Provenance : Tobias Kleselius, anno 1592.
Royal folio (402 x 278 mm). 328 leaves (of 328, first and last blanks used as flyleaves). A few initial spaces filled by a later reader. Contemporary Nuremberg blindstamped pigskin over wooden boards, five wooden bosses each cover, brass corner and edge pieces, remains of two leather straps.
410 x 280 mm.
Second printing of the Catholicon by Anton Koberger, the prolific Nuremberg printer and publisher of the most popular and important encyclopedia of the later Middle Ages. Balbus, a Dominican friar from Genoa, completed this work in 1286. It contains treatises on orthography, etymology, grammar, prosody, and rhetoric, but is best known for its etymological dictionary of the Latin language, which occupies the greater part of the text.
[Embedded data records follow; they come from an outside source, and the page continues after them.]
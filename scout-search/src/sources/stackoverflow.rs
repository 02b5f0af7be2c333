//! Stack Overflow questions via the Stack Exchange API.
//!
//! Uses `/2.3/search/advanced` sorted by votes. With an application key
//! the request gets a larger daily quota; the anonymous request is kept
//! as the fallback when the keyed one fails.

use async_trait::async_trait;
use serde::Deserialize;

use crate::error::SearchError;
use crate::fallback::Operation;
use crate::http::{join_url, send_json};
use crate::types::{ChainResult, ItemDetail, RetrievedItem, SourceType};

use super::{html_text, ItemOperations, SourceClient, SourceContext, SourceQuery};

#[derive(Debug, Deserialize)]
struct SearchResponse {
    items: Vec<Question>,
    #[serde(default)]
    quota_remaining: Option<u32>,
}

#[derive(Debug, Deserialize)]
struct Question {
    title: String,
    link: String,
    score: i64,
    answer_count: u32,
    view_count: u64,
    #[serde(default)]
    accepted_answer_id: Option<u64>,
    #[serde(default)]
    tags: Vec<String>,
    #[serde(default)]
    body: Option<String>,
}

/// Stack Overflow question search.
#[derive(Debug, Clone)]
pub struct StackOverflowClient {
    ctx: SourceContext,
}

impl StackOverflowClient {
    pub fn new(ctx: SourceContext) -> Self {
        Self { ctx }
    }

    fn operations(&self, product: &str, limit: usize) -> ItemOperations {
        let url = join_url(&self.ctx.config.endpoints.stackexchange, "/2.3/search/advanced");
        let mut keys = Vec::new();
        if let Some(key) = self
            .ctx
            .config
            .stackexchange_key
            .as_deref()
            .filter(|k| !k.trim().is_empty())
        {
            keys.push(("stackexchange:keyed", Some(key.to_string())));
        }
        keys.push(("stackexchange:anonymous", None));

        keys.into_iter()
            .map(|(label, key)| {
                let http = self.ctx.http.clone();
                let url = url.clone();
                let product = product.to_string();
                Operation::new(label, move || {
                    let http = http.clone();
                    let url = url.clone();
                    let product = product.clone();
                    let key = key.clone();
                    async move { search_questions(&http, &url, &product, key.as_deref(), limit).await }
                })
            })
            .collect()
    }
}

#[async_trait]
impl SourceClient for StackOverflowClient {
    fn source_type(&self) -> SourceType {
        SourceType::Stackoverflow
    }

    async fn fetch(
        &self,
        query: &SourceQuery,
        limit: usize,
    ) -> Result<ChainResult<Vec<RetrievedItem>>, SearchError> {
        let operations = self.operations(&query.product, limit);
        self.ctx
            .run(SourceType::Stackoverflow, query, limit, &operations)
            .await
    }
}

/// Search questions, most-voted first.
pub async fn search_questions(
    http: &reqwest::Client,
    url: &str,
    product: &str,
    key: Option<&str>,
    limit: usize,
) -> Result<Vec<RetrievedItem>, SearchError> {
    tracing::trace!(product, keyed = key.is_some(), "stack exchange search");
    let pagesize = limit.clamp(1, 100).to_string();
    let mut params = vec![
        ("order", "desc"),
        ("sort", "votes"),
        ("q", product),
        ("site", "stackoverflow"),
        ("filter", "withbody"),
        ("pagesize", pagesize.as_str()),
    ];
    if let Some(key) = key {
        params.push(("key", key));
    }

    let response: SearchResponse = send_json(http.get(url).query(&params), "stackexchange").await?;
    if let Some(remaining) = response.quota_remaining {
        tracing::debug!(remaining, "stack exchange quota");
    }

    Ok(response.items.into_iter().map(into_item).collect())
}

fn into_item(question: Question) -> RetrievedItem {
    let snippet = question.body.as_deref().map(html_text).unwrap_or_default();
    RetrievedItem::new(
        SourceType::Stackoverflow,
        html_text(&question.title),
        question.link,
        snippet,
    )
    .with_detail(ItemDetail::Question {
        votes: question.score,
        answers: question.answer_count,
        views: question.view_count,
        accepted: question.accepted_answer_id.is_some(),
        tags: question.tags,
    })
}

#[cfg(test)]
mod tests {
    use super::*;
    use crate::config::SourceConfig;
    use crate::fallback::{ExecuteOptions, FallbackExecutor};
    use std::sync::Arc;

    fn client(key: Option<&str>) -> StackOverflowClient {
        let config = SourceConfig {
            stackexchange_key: key.map(str::to_string),
            ..Default::default()
        };
        StackOverflowClient::new(SourceContext::new(
            reqwest::Client::new(),
            Arc::new(config),
            FallbackExecutor::new(),
            ExecuteOptions::default(),
        ))
    }

    #[test]
    fn keyed_request_precedes_anonymous() {
        let ops = client(Some("k")).operations("stripe", 5);
        let labels: Vec<&str> = ops.iter().map(Operation::label).collect();
        assert_eq!(labels, vec!["stackexchange:keyed", "stackexchange:anonymous"]);
    }

    #[test]
    fn blank_key_means_anonymous_only() {
        assert_eq!(client(Some("  ")).operations("stripe", 5).len(), 1);
        assert_eq!(client(None).operations("stripe", 5).len(), 1);
    }

    #[test]
    fn question_maps_to_item() {
        let question: Question = serde_json::from_value(serde_json::json!({
            "title": "Why isn&#39;t my webhook firing?",
            "link": "https://stackoverflow.com/questions/42/why",
            "score": 17,
            "answer_count": 2,
            "view_count": 3400,
            "accepted_answer_id": 43,
            "tags": ["stripe-payments"],
            "body": "<p>My <b>webhook</b> never fires.</p>"
        }))
        .expect("valid question");
        let item = into_item(question);
        assert_eq!(item.title, "Why isn't my webhook firing?");
        assert_eq!(item.snippet, "My webhook never fires.");
        assert_eq!(item.domain, "stackoverflow.com");
        assert_eq!(item.votes(), 17);
        assert!(matches!(item.detail, ItemDetail::Question { accepted: true, .. }));
    }

    #[test]
    fn missing_required_fields_are_rejected() {
        let parsed = serde_json::from_str::<SearchResponse>(r#"{"items": [{"title": "x"}]}"#);
        assert!(parsed.is_err());
    }
}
This was apparently the first lexicographical work to achieve complete alphabetization from the first to the last letter of each word. It remained the standard Latin dictionary into the sixteenth century. Many manuscripts survive, and there were no fewer than 24 incunable editions. The first edition, sometimes attributed to Johann Gutenberg and extant in three issues, was printed by a revolutionary technique using two-line “stereotyped” slugs, but the subsequent editions were printed using moveable type in the standard manner.
The binding of this copy is typical of many commissioned by Koberger from shops in Nuremberg. HC 2258* ;
Provenance : marginal annotations by an early hand – “Tobias Kleselius [ ?] Anno domini 1592" (inscription).
BMC II 430 ; GW 3192 ; BSB-Ink-B15 ; CIBN B-20 ; Goff B-28 ; ISTC ib00028000.